Task description: Find every line in the data that contains the word "PgTx". Return each of those lines.

[Dataset entries]
□ □ □ □

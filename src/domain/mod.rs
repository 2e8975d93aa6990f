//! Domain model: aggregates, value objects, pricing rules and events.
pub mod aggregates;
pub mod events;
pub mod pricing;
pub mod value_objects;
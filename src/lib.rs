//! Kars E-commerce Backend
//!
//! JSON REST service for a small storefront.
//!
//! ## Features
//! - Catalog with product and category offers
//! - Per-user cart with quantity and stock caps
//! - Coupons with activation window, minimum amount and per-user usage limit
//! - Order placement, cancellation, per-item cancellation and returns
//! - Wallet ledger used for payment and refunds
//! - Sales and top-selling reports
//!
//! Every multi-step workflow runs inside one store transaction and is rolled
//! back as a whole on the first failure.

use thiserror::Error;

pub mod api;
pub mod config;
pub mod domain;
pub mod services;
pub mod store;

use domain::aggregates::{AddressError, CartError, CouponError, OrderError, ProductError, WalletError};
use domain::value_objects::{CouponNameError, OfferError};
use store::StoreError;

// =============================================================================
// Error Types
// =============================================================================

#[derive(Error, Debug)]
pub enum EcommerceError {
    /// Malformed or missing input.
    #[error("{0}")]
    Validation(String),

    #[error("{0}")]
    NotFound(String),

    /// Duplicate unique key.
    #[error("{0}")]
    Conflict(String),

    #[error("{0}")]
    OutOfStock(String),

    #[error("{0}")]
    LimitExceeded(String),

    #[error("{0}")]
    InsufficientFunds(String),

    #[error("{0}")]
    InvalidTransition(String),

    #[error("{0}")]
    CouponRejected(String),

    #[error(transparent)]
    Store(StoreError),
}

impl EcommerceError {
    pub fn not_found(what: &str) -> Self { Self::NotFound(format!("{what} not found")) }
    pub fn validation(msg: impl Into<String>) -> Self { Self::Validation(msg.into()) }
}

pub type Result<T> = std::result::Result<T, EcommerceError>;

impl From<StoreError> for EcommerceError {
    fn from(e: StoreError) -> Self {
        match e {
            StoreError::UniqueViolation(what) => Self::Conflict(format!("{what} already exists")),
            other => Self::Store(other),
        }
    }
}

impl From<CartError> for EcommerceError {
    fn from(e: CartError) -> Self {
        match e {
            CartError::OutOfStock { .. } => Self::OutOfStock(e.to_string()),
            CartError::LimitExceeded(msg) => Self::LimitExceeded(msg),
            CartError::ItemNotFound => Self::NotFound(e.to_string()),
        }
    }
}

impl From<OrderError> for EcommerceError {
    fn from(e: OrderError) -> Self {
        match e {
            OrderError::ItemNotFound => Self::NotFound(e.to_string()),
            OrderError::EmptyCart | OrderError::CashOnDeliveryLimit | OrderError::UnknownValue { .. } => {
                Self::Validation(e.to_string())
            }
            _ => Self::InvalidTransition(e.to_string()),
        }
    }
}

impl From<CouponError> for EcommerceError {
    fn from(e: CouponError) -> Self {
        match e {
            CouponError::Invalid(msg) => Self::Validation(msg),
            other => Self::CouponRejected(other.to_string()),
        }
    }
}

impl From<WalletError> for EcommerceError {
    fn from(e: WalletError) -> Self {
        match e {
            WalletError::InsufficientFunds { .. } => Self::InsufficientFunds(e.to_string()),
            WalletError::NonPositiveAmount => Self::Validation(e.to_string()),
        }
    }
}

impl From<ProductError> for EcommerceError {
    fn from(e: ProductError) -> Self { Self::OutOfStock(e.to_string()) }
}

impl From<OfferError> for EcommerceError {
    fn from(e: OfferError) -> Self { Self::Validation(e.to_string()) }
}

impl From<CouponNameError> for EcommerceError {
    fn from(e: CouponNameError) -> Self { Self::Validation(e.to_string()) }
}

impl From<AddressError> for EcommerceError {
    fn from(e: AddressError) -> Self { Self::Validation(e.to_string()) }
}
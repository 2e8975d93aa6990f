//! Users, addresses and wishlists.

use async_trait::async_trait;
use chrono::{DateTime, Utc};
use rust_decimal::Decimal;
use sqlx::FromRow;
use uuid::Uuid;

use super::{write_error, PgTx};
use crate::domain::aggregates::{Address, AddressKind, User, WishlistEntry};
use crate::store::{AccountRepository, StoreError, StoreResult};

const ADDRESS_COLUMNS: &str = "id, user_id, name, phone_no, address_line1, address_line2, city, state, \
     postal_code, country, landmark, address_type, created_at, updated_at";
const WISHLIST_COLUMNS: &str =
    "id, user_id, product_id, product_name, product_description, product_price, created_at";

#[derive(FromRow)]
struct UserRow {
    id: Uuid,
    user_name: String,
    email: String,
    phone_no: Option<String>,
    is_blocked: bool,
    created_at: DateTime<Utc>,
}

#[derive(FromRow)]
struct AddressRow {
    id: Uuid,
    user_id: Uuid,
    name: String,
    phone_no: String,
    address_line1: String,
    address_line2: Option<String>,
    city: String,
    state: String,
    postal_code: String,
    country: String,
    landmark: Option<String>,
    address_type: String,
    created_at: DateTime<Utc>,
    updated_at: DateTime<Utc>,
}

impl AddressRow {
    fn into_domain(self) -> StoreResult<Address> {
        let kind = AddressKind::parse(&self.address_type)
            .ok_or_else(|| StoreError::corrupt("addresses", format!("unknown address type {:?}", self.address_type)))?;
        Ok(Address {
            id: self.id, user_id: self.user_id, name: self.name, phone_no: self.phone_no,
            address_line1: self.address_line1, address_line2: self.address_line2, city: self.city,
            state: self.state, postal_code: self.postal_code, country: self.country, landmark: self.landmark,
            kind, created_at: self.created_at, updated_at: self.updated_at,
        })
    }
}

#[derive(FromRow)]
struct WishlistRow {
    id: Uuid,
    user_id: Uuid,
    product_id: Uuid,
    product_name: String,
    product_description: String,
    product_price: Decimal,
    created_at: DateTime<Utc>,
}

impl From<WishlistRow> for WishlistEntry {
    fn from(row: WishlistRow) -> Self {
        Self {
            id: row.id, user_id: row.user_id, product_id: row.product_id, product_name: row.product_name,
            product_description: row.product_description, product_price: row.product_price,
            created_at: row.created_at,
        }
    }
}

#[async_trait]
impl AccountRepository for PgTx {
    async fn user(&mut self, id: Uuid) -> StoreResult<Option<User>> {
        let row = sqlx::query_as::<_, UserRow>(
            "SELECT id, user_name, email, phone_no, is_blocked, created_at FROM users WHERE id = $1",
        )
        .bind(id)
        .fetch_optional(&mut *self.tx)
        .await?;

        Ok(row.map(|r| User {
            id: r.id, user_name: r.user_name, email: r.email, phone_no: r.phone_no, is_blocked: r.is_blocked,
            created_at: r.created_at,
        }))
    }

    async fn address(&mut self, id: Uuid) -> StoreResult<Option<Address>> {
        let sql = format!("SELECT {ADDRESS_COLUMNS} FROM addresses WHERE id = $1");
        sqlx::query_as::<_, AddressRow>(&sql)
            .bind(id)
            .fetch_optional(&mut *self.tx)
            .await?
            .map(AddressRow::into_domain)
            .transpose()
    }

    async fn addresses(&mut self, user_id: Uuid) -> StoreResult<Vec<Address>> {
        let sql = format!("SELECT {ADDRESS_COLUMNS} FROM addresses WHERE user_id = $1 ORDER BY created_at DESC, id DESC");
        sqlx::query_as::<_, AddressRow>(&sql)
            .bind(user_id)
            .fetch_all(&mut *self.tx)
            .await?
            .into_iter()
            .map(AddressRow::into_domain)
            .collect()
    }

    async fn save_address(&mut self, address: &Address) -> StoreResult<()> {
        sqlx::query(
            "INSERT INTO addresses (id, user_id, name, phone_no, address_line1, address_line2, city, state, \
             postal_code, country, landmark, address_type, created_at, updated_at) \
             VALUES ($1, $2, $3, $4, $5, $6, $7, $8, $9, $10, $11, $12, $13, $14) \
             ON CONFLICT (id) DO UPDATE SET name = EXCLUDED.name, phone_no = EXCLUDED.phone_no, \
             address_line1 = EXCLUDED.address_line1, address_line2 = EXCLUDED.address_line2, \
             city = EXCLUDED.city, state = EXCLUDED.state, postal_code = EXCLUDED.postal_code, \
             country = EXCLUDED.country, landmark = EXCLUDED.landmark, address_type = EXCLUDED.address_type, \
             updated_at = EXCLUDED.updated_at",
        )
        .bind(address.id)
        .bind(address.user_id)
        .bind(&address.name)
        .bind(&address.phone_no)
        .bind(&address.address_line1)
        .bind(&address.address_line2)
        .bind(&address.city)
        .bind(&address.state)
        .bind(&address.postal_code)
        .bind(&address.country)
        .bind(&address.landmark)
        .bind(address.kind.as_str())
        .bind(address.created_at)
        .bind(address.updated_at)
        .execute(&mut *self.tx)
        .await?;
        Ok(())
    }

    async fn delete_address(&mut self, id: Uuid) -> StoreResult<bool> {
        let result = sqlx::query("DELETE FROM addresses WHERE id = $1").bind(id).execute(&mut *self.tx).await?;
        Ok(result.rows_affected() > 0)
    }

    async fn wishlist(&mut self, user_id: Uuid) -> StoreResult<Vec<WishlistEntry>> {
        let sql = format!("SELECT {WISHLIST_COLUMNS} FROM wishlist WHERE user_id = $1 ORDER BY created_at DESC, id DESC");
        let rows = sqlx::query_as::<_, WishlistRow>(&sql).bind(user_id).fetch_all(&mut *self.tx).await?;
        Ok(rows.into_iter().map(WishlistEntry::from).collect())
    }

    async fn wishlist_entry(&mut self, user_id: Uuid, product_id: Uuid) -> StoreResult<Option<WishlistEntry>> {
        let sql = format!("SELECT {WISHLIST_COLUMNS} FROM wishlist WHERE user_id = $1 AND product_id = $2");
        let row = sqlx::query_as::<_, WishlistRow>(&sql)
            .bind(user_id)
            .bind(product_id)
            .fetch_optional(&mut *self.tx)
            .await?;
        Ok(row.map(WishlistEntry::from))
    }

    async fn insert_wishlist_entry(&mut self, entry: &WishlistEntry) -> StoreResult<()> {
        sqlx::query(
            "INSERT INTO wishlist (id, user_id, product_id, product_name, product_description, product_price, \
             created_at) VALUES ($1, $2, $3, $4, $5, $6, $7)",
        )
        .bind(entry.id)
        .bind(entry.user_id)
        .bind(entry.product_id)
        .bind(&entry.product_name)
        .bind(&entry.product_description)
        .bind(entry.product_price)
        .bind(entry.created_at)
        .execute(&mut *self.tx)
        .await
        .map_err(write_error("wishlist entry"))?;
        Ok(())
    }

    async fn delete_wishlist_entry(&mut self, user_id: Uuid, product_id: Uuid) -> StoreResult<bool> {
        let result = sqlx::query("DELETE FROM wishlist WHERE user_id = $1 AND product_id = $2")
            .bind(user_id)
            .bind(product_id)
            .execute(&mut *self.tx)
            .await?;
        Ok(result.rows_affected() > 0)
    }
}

□ □ □ □

Answer for the task:
use super::{write_error, PgTx};
impl AccountRepository for PgTx {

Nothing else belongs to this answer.